また胆汁は、その成分のビリルビンによって、大腸内で便を生成します。さらに
胆汁は外部から入った細菌や腸内細菌の増殖を抑える働きがある事が最近分かっ
て来ました。胆汁の分泌不足は、大腸内に於いても、便が形成されず、また有害
な腸内細菌の増殖を抑える事が出来なくなるのです。便が形成されないという事
は、水瀉性の下痢を起こしやすくなり、有害な腸内細菌を排出するために下痢の
対応を余儀なくされるのです。

以上が、下痢の発生の根拠と機序になります。下痢の本来の意味は、一方的に悪
い反応ではなく、体内に止めてはならない、熱や毒素を排出するための必要な手
段であり、また脳内の熱や脳圧の上昇を除去するための対応であったのです。
極端な例を挙げれば、コレラや赤痢、腸チフスといった伝染病に於いても、抗生
物質を使用してコレラ菌、赤痢菌、腸チフス菌を殺菌する処置は必要でも、下痢
そのものは止めない方が、命を落とす危険を回避出来るのです。その理由は体
内に留めてはならない熱や毒素を体外に排出する重要な必要対応だからです。

それではどう対処すれば、下痢を改善に向かわせることができるのでしょうか。
それはこれまで解説した下痢の起こる根拠と機序の中に見いだすことが出来ます。
下痢は小腸や大腸といった腸内だけの問題ではなく、脳を含めた体全体の関連の
中から発生しています。
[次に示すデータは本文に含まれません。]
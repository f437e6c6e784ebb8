//! Position conversion between byte offsets and editor positions
//!
//! Tree-sitter and `regex` both report byte offsets. Editors address text by
//! (line, column) where the column counts UTF-16 code units within the line,
//! the LSP default encoding. A
//! [`LineIndex`] records where each line starts so conversions in either
//! direction cost a binary search plus a scan of a single line.
//!
//! Positions past the end of a line or the document are clamped, never
//! rejected.

use tower_lsp::lsp_types::{Position, Range};

/// Byte offsets of line starts for one version of a document.
#[derive(Debug, Clone, PartialEq, Eq)]
pub struct LineIndex {
    line_starts: Vec<usize>,
}

impl LineIndex {
    pub fn new(text: &str) -> Self {
        let mut line_starts = vec![0];
        line_starts.extend(text.match_indices('\n').map(|(i, _)| i + 1));
        Self { line_starts }
    }

    /// Converts a byte offset into a (line, character) position.
    pub fn position(&self, text: &str, offset: usize) -> Position {
        let offset = floor_char_boundary(text, offset.min(text.len()));
        let line = match self.line_starts.binary_search(&offset) {
            Ok(line) => line,
            Err(next) => next - 1,
        };
        let start = self.line_starts[line];
        Position::new(line as u32, utf16_column(&text[start..], offset - start))
    }

    pub fn range(&self, text: &str, start: usize, end: usize) -> Range {
        Range::new(self.position(text, start), self.position(text, end))
    }

    /// Converts a position into a byte offset, clamping the line to the
    /// document and the column to the line.
    pub fn offset(&self, text: &str, position: Position) -> usize {
        let line = (position.line as usize).min(self.line_starts.len() - 1);
        let start = self.line_starts[line];
        let end = self
            .line_starts
            .get(line + 1)
            .map(|next| next - 1)
            .unwrap_or(text.len());
        let line_text = &text[start..end];
        start + byte_offset(line_text, position.character)
    }
}

/// Number of UTF-16 code units in `line[..byte]`.
pub fn utf16_column(line: &str, byte: usize) -> u32 {
    let byte = floor_char_boundary(line, byte.min(line.len()));
    line[..byte].chars().map(|c| c.len_utf16() as u32).sum()
}

/// Byte offset of UTF-16 column `column` in `line`, clamped to its length.
/// A column inside a surrogate pair rounds up to the next character.
pub fn byte_offset(line: &str, column: u32) -> usize {
    let mut units = 0u32;
    for (i, c) in line.char_indices() {
        if units >= column {
            return i;
        }
        units += c.len_utf16() as u32;
    }
    line.len()
}

/// Text of line `line`, without its terminator. Out of range lines are empty.
pub fn line_text(text: &str, line: u32) -> &str {
    text.split('\n')
        .nth(line as usize)
        .map(|l| l.strip_suffix('\r').unwrap_or(l))
        .unwrap_or("")
}

/// The portion of `line` before character `column`.
pub fn prefix_before(line: &str, column: u32) -> &str {
    &line[..byte_offset(line, column)]
}

fn floor_char_boundary(text: &str, mut index: usize) -> usize {
    while index > 0 && !text.is_char_boundary(index) {
        index -= 1;
    }
    index
}

#[cfg(test)]
mod tests {
    use super::*;

    #[test]
    fn test_position_round_trip_with_multibyte_text() {
        let text = "let é = 1;\nlet x = \"ü\";";
        let index = LineIndex::new(text);
        let offset = text.find('x').unwrap_or_default();
        let pos = index.position(text, offset);
        assert_eq!(pos, Position::new(1, 4));
        assert_eq!(index.offset(text, pos), offset);

        let after = text.find('=').unwrap_or_default();
        assert_eq!(index.position(text, after), Position::new(0, 6));
    }

    #[test]
    fn test_columns_count_utf16_units() {
        let text = "let s = \"😀\"; let x = 1;";
        let index = LineIndex::new(text);
        let offset = text.find('x').unwrap_or_default();
        assert_eq!(index.position(text, offset), Position::new(0, 18));
        assert_eq!(index.offset(text, Position::new(0, 18)), offset);
        assert_eq!(utf16_column(text, text.find('"').unwrap_or_default() + 5), 11);
        // Inside the surrogate pair
        assert_eq!(byte_offset(text, 10), text.find('😀').unwrap_or_default() + '😀'.len_utf8());
    }

    #[test]
    fn test_offsets_are_clamped() {
        let text = "ab\ncd";
        let index = LineIndex::new(text);
        assert_eq!(index.offset(text, Position::new(0, 99)), 2);
        assert_eq!(index.offset(text, Position::new(42, 1)), 4);
        assert_eq!(index.position(text, 999), Position::new(1, 2));
    }

    #[test]
    fn test_line_helpers() {
        let text = "first\r\nsecond";
        assert_eq!(line_text(text, 0), "first");
        assert_eq!(line_text(text, 1), "second");
        assert_eq!(line_text(text, 7), "");
        assert_eq!(prefix_before("Math.max", 5), "Math.");
        assert_eq!(prefix_before("short", 40), "short");
    }
}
また脳内の熱のこもりや脳圧の上昇は、精神的ストレス
の持続が根本の原因です。また活性酸素の発生の理由に挙げたように、自身の免
疫力や生命力の低下が根底にあります。また下痢の最大要因と位置づけられる胆
汁の分泌不足は、胆嚢だけではなく大元には肝臓の機能低下が存在します。肝臓
や胆嚢の機能低下をもたらすのは、精神的ストレスの持続が引き起こしています。
また直接的に小腸や大腸に血液が充分供給されない事も大きな要因になっていま
す。

これらを統合して、回復を図るためには、背景に存在する低下した生命力や免疫
力を補い、直接的に影響を及ぼしている全身の血液の循環、配分、質の乱れを整
える事が必要です。さらに局所的には、脳の熱と脳圧を除去し、絶対的要因となっ
ている胆汁の分泌を改善させ、腸に血液を集める処置が必要です。
これを達成することができるのが日本伝承医学の治療法になります。骨髄機能を発
現させる事で、生命力や免疫力の低下を補い、肝心要の肝臓、胆嚢と心臓の働きを
元に戻す事で、全身の血液の循環、配分、質の乱れを整えます。また日本古来から
伝授されている肝臓、胆嚢の腫れと炎症を鎮める大腿骨の叩打法が肝胆の機能
を高めます。さらに小腸大腸に血液を集める腸の操法で血液供給を回復させます。
家庭療法として勧める頭と肝臓、胆嚢の氷冷却法により、脳内の熱と脳圧の上昇
を抑え、胆汁の分泌を促進させます。この様な統合的な取り組みで、下痢は改善し
ていくことができます。下痢の本質を正しく認識し、これを封じ込める処置に終始す
る事の危険性を知って頂きたいと思います。